//! LLM provider trait.
//!
//! General questions that no keyword rule handles are forwarded to a chat
//! model. The `openai` module provides an OpenAI-compatible implementation
//! that covers Groq and most hosted models.

pub mod openai;

use async_trait::async_trait;
use serde::{Deserialize, Serialize};

/// A single message in a chat completion request.
#[derive(Debug, Clone, PartialEq, Serialize, Deserialize)]
pub struct ChatMessage {
    pub role: String,
    pub content: String,
}

impl ChatMessage {
    pub fn system(content: &str) -> Self {
        Self {
            role: "system".into(),
            content: content.into(),
        }
    }

    pub fn user(content: &str) -> Self {
        Self {
            role: "user".into(),
            content: content.into(),
        }
    }
}

/// Trait for LLM providers.
#[async_trait]
pub trait LlmProvider: Send + Sync {
    /// Send one chat completion request and return the reply text.
    async fn chat(&self, messages: &[ChatMessage]) -> anyhow::Result<String>;

    /// Get the default model identifier.
    fn default_model(&self) -> &str;
}
//! OpenRouteService directions client.
//!
//! Uses the GeoJSON `GET /v2/directions/{profile}` endpoint, which takes the
//! key as a query parameter and points as `lon,lat` (note the order).

use async_trait::async_trait;
use reqwest::Client;
use serde::Deserialize;
use std::time::Duration;
use tracing::debug;

use super::error::RoutingError;
use super::{RouteLeg, RouteProvider, TravelMode};
use crate::models::GeoPoint;

pub const DEFAULT_BASE_URL: &str = "https://api.openrouteservice.org";

/// Per-request timeout used when the config does not set one.
pub const DEFAULT_TIMEOUT: Duration = Duration::from_secs(10);

pub struct OpenRouteService {
    client: Client,
    api_key: String,
    base_url: String,
    timeout: Duration,
}

impl OpenRouteService {
    /// Create a client.
    ///
    /// # Arguments
    /// * `client` - Shared HTTP client
    /// * `api_key` - OpenRouteService key (empty = every call fails fast)
    /// * `api_base` - Custom base URL (None = public endpoint)
    /// * `timeout` - Bound on each directions request
    pub fn new(client: Client, api_key: &str, api_base: Option<&str>, timeout: Duration) -> Self {
        let base_url = api_base
            .unwrap_or(DEFAULT_BASE_URL)
            .trim_end_matches('/')
            .to_string();

        debug!(base_url = %base_url, timeout_secs = timeout.as_secs(), "Initialized routing provider");

        Self {
            client,
            api_key: api_key.to_string(),
            base_url,
            timeout,
        }
    }

    fn directions_url(&self, mode: TravelMode) -> String {
        format!("{}/v2/directions/{}", self.base_url, mode.profile())
    }
}

/// `lon,lat`, the order the provider expects.
fn lon_lat(point: GeoPoint) -> String {
    format!("{},{}", point.lon, point.lat)
}

// ── Directions response (GeoJSON) ───────────────────────────────────

#[derive(Deserialize)]
struct DirectionsResponse {
    #[serde(default)]
    features: Vec<Feature>,
}

#[derive(Deserialize)]
struct Feature {
    properties: FeatureProperties,
}

#[derive(Deserialize)]
struct FeatureProperties {
    #[serde(default)]
    segments: Vec<Segment>,
}

#[derive(Deserialize)]
struct Segment {
    distance: f64,
    duration: f64,
}

/// Pull distance and duration out of the first segment of the first route.
pub(crate) fn parse_directions(body: &str) -> Result<RouteLeg, RoutingError> {
    let parsed: DirectionsResponse =
        serde_json::from_str(body).map_err(|e| RoutingError::Malformed(e.to_string()))?;

    let segment = parsed
        .features
        .into_iter()
        .next()
        .and_then(|f| f.properties.segments.into_iter().next())
        .ok_or_else(|| RoutingError::Malformed("route has no segments".into()))?;

    if !segment.distance.is_finite() || !segment.duration.is_finite() {
        return Err(RoutingError::Malformed("non-finite segment values".into()));
    }

    Ok(RouteLeg {
        distance_m: segment.distance,
        duration_s: segment.duration,
    })
}

#[async_trait]
impl RouteProvider for OpenRouteService {
    async fn route(
        &self,
        from: GeoPoint,
        to: GeoPoint,
        mode: TravelMode,
    ) -> Result<RouteLeg, RoutingError> {
        if self.api_key.is_empty() {
            return Err(RoutingError::NotConfigured);
        }

        let url = self.directions_url(mode);
        debug!(url = %url, mode = mode.profile(), "Requesting route");

        let response = self
            .client
            .get(&url)
            .timeout(self.timeout)
            .header("Accept", "application/json, application/geo+json")
            .query(&[
                ("api_key", self.api_key.as_str()),
                ("start", lon_lat(from).as_str()),
                ("end", lon_lat(to).as_str()),
            ])
            .send()
            .await?;

        let status = response.status();
        if !status.is_success() {
            return Err(RoutingError::Status(status));
        }

        let body = response.text().await?;
        parse_directions(&body)
    }

    fn name(&self) -> &str {
        "openrouteservice"
    }
}
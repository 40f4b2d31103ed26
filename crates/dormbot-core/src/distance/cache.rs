//! Opt-in memoization of successful routes.
//!
//! Only provider successes are stored; failures always go back to the
//! provider on the next request.

use async_trait::async_trait;
use std::collections::HashMap;
use std::sync::{Mutex, PoisonError};
use std::time::{Duration, Instant};
use tracing::debug;

use super::error::RoutingError;
use super::{RouteLeg, RouteProvider, TravelMode};
use crate::models::GeoPoint;

/// Coordinates are quantized to micro-degrees (~11 cm) for the key.
type RouteKey = (i64, i64, i64, i64, TravelMode);

fn micro(deg: f64) -> i64 {
    (deg * 1_000_000.0).round() as i64
}

fn key(from: GeoPoint, to: GeoPoint, mode: TravelMode) -> RouteKey {
    (micro(from.lat), micro(from.lon), micro(to.lat), micro(to.lon), mode)
}

pub struct CachedRouteProvider {
    inner: Box<dyn RouteProvider>,
    ttl: Duration,
    entries: Mutex<HashMap<RouteKey, (Instant, RouteLeg)>>,
}

impl CachedRouteProvider {
    pub fn new(inner: Box<dyn RouteProvider>, ttl: Duration) -> Self {
        Self {
            inner,
            ttl,
            entries: Mutex::new(HashMap::new()),
        }
    }

    fn lookup(&self, key: &RouteKey) -> Option<RouteLeg> {
        let entries = self.entries.lock().unwrap_or_else(PoisonError::into_inner);
        entries
            .get(key)
            .filter(|(stored, _)| stored.elapsed() < self.ttl)
            .map(|(_, leg)| *leg)
    }

    fn store(&self, key: RouteKey, leg: RouteLeg) {
        let mut entries = self.entries.lock().unwrap_or_else(PoisonError::into_inner);
        let ttl = self.ttl;
        entries.retain(|_, (stored, _)| stored.elapsed() < ttl);
        entries.insert(key, (Instant::now(), leg));
    }

    pub fn len(&self) -> usize {
        self.entries
            .lock()
            .unwrap_or_else(PoisonError::into_inner)
            .len()
    }

    pub fn is_empty(&self) -> bool {
        self.len() == 0
    }
}

#[async_trait]
impl RouteProvider for CachedRouteProvider {
    async fn route(
        &self,
        from: GeoPoint,
        to: GeoPoint,
        mode: TravelMode,
    ) -> Result<RouteLeg, RoutingError> {
        let key = key(from, to, mode);

        if let Some(leg) = self.lookup(&key) {
            debug!(mode = mode.profile(), "Route cache hit");
            return Ok(leg);
        }

        let leg = self.inner.route(from, to, mode).await?;
        self.store(key, leg);
        Ok(leg)
    }

    fn name(&self) -> &str {
        self.inner.name()
    }
}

+++

▸ **Task details**
Filter this listing and copy only the lines holding the word "query".

▸ **Answer to this task**
//! key as a query parameter and points as `lon,lat` (note the order).
            .query(&[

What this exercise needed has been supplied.